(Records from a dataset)
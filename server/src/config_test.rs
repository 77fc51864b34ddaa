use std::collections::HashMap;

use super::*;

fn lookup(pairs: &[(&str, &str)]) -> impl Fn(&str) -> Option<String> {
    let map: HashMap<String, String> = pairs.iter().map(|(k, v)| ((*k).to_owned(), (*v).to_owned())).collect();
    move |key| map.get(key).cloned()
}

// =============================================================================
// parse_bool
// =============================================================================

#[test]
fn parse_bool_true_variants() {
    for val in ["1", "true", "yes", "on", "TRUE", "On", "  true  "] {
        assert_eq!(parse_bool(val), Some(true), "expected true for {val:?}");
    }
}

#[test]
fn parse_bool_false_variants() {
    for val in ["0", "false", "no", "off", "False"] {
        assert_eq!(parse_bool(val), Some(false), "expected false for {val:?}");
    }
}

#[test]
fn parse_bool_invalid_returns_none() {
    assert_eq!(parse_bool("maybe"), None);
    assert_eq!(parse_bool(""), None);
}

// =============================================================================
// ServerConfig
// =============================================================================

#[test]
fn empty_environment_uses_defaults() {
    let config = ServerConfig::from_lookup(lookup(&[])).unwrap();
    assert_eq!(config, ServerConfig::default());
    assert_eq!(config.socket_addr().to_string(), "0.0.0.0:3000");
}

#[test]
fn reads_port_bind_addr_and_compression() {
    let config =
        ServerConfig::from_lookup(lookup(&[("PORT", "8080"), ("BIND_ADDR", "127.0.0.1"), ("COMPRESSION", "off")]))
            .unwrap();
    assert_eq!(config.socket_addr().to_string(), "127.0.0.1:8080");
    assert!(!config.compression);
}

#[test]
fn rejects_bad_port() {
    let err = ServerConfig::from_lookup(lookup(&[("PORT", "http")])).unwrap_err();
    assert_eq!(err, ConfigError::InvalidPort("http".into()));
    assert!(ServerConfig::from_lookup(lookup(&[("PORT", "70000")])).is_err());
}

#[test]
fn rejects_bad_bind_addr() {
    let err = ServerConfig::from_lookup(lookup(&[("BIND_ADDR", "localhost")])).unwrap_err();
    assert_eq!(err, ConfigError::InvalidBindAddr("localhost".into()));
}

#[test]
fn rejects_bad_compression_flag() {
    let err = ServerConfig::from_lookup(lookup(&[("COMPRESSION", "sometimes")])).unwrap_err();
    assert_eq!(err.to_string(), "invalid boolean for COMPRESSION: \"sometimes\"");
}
* * *
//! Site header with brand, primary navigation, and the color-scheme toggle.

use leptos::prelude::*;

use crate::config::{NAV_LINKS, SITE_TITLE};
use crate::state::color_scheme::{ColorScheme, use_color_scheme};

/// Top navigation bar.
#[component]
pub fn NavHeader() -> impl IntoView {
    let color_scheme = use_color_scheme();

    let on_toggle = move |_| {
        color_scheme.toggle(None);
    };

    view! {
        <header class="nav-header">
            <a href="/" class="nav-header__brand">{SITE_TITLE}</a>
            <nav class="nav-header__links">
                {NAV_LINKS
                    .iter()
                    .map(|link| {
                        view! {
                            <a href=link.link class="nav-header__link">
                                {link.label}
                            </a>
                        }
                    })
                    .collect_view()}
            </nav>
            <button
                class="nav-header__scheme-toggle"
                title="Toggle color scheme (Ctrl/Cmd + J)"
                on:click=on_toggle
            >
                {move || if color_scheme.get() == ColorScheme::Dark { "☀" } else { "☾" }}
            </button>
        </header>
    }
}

- _Assignment_
Write only the number of lines in the data where the word "ColorScheme" occurs.

- _Output of the task_
2